= Call setup =

Telecommunications process

In telecommunication, call setup is the process of establishing a virtual circuit across a telecommunications network. Call setup is typically accomplished using a signaling protocol.

The term call set-up time has the following meanings:
1. The overall length of time required to establish a circuit-switched call between users.
2. For data communication, the overall length of time required to establish a circuit-switched call between terminals; i.e., the time from the initiation of a call request to the beginning of the call message.

Note: Call set-up time is the summation of: (a) call request time—the time from initiation of a calling signal to the delivery to the caller of a proceed-to-select signal; (b) selection time—the time from the delivery of the proceed-to-select signal until all the selection signals have been transmitted; and (c) post selection time—the time from the end of the transmission of the selection signals until the delivery of the call-connected signal to the originating terminal.

== Success rate ==
In telecommunications, the call setup success rate (CSSR) is the fraction of the attempts to make a call that result in a connection to the dialled number (due to various reasons not all call attempts end with a connection to the dialled number). This fraction is usually measured as a percentage of all call attempts made.

In telecommunications a call attempt invokes a call setup procedure, which, if successful, results in a connected call. A call setup procedure may fail due to a number of technical reasons. Such calls are classified as failed call attempts. In many practical cases, this definition needs to be further expanded with a number of detailed specifications describing which calls exactly are counted as successfully set up and which not. This is determined to a great degree by the stage of the call setup procedure at which a call is counted as connected. In modern communications systems, such as cellular (mobile) networks, the call setup procedure maybe very complex and the point at which a call is considered successfully connected may be defined in a number of ways, thus influencing the way the call setup success rate is calculated. If a call is connected successfully but the dialled number is busy, the call is counted as successful.

Another term, used to denote call attempts that fail during the call setup procedure, is blocked calls.

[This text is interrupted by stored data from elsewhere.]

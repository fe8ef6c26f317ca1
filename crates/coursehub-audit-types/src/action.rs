//! Audited actions.

use serde::{Deserialize, Serialize};
use strum::{AsRefStr, Display, EnumString};

/// Privileged actions that produce an audit entry.
///
/// Entries persist the action as a plain string (see
/// [`AuditLogEntry::action`](crate::AuditLogEntry::action)).
#[derive(Debug, Clone, Copy, PartialEq, Eq, Hash, Serialize, Deserialize)]
#[derive(AsRefStr, Display, EnumString)]
pub enum AuditAction {
    #[serde(rename = "course.create")]
    #[strum(serialize = "course.create")]
    CourseCreated,
    #[serde(rename = "course.update")]
    #[strum(serialize = "course.update")]
    CourseUpdated,
    #[serde(rename = "course.publish")]
    #[strum(serialize = "course.publish")]
    CoursePublished,
    #[serde(rename = "course.unpublish")]
    #[strum(serialize = "course.unpublish")]
    CourseUnpublished,
    #[serde(rename = "course.delete")]
    #[strum(serialize = "course.delete")]
    CourseDeleted,
}

impl AuditAction {
    /// Wire name stored in `AuditLogEntry::action`.
    pub fn as_str(&self) -> &'static str {
        match self {
            Self::CourseCreated => "course.create",
            Self::CourseUpdated => "course.update",
            Self::CoursePublished => "course.publish",
            Self::CourseUnpublished => "course.unpublish",
            Self::CourseDeleted => "course.delete",
        }
    }
}

#[cfg(test)]
mod tests {
    use super::*;
    use std::str::FromStr;

    #[test]
    fn test_strum_and_as_str_agree() {
        for action in [
            AuditAction::CourseCreated,
            AuditAction::CourseUpdated,
            AuditAction::CoursePublished,
            AuditAction::CourseUnpublished,
            AuditAction::CourseDeleted,
        ] {
            assert_eq!(action.to_string(), action.as_str());
            assert_eq!(action.as_ref(), action.as_str());
            assert_eq!(AuditAction::from_str(action.as_str()).unwrap(), action);
        }
    }

    #[test]
    fn test_unknown_action_rejected() {
        assert!(AuditAction::from_str("course.explode").is_err());
    }
}
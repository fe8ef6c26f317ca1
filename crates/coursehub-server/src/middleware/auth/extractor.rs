//! Authentication extractors for handlers.

use super::authenticator::Authenticator;
use super::types::AuthUser;
use crate::error::ApiError;
use crate::middleware::authz;
use axum::{
    async_trait,
    extract::{FromRef, FromRequestParts},
    http::request::Parts,
};
use std::sync::Arc;

/// Extractor for authenticated user (required).
pub struct Auth(pub AuthUser);

#[async_trait]
impl<S> FromRequestParts<S> for Auth
where
    Arc<Authenticator>: FromRef<S>,
    S: Send + Sync,
{
    type Rejection = ApiError;

    async fn from_request_parts(parts: &mut Parts, state: &S) -> Result<Self, Self::Rejection> {
        let authenticator = Arc::<Authenticator>::from_ref(state);
        authenticator.authenticate(&parts.headers).await.map(Auth)
    }
}

/// Extractor for optional authenticated user.
///
/// Missing or rejected credentials yield `None`; storage failures while
/// resolving the role are still surfaced.
pub struct MaybeAuth(pub Option<AuthUser>);

#[async_trait]
impl<S> FromRequestParts<S> for MaybeAuth
where
    Arc<Authenticator>: FromRef<S>,
    S: Send + Sync,
{
    type Rejection = ApiError;

    async fn from_request_parts(parts: &mut Parts, state: &S) -> Result<Self, Self::Rejection> {
        let authenticator = Arc::<Authenticator>::from_ref(state);
        match authenticator.authenticate(&parts.headers).await {
            Ok(user) => Ok(MaybeAuth(Some(user))),
            Err(err) if err.is_auth_error() => Ok(MaybeAuth(None)),
            Err(err) => Err(err),
        }
    }
}

/// Extractor that requires admin role.
pub struct AdminAuth(pub AuthUser);

#[async_trait]
impl<S> FromRequestParts<S> for AdminAuth
where
    Arc<Authenticator>: FromRef<S>,
    S: Send + Sync,
{
    type Rejection = ApiError;

    async fn from_request_parts(parts: &mut Parts, state: &S) -> Result<Self, Self::Rejection> {
        let Auth(user) = Auth::from_request_parts(parts, state).await?;
        authz::require_admin(&user.identity)?;
        Ok(AdminAuth(user))
    }
}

The call setup success rate in conventional (so-called land-line) networks is extremely high and is significantly above 99.9%. In mobile communication systems using radio channels the call setup success rate is lower and may range for commercial networks between 90% and 98% or higher. The main reasons for unsuccessful call setups in mobile networks are lack of radio coverage (either in the downlink or the uplink), radio interference between different subscribers, imperfections in the functioning of the network (such as failed call setup redirect procedures), overload of the different elements of the network (such as cells), etc.

The call setup success rate is one of the key performance indicators (KPIs) used by the network operators to assess the performance of their networks. It is assumed to have direct influence on the customer satisfaction with the service provided by the network and its operator. The call setup success rate is usually included, together with other technical parameters of the network, in a key performance indicator known as service accessibility.

The operators of telecommunication networks aim at increasing the call setup success rate as much as practical and affordable. In mobile networks this is achieved by improving radio coverage, expanding the capacity of the network and optimising the performance of its elements, all of which may require considerable effort and significant investments on the part of the network operator.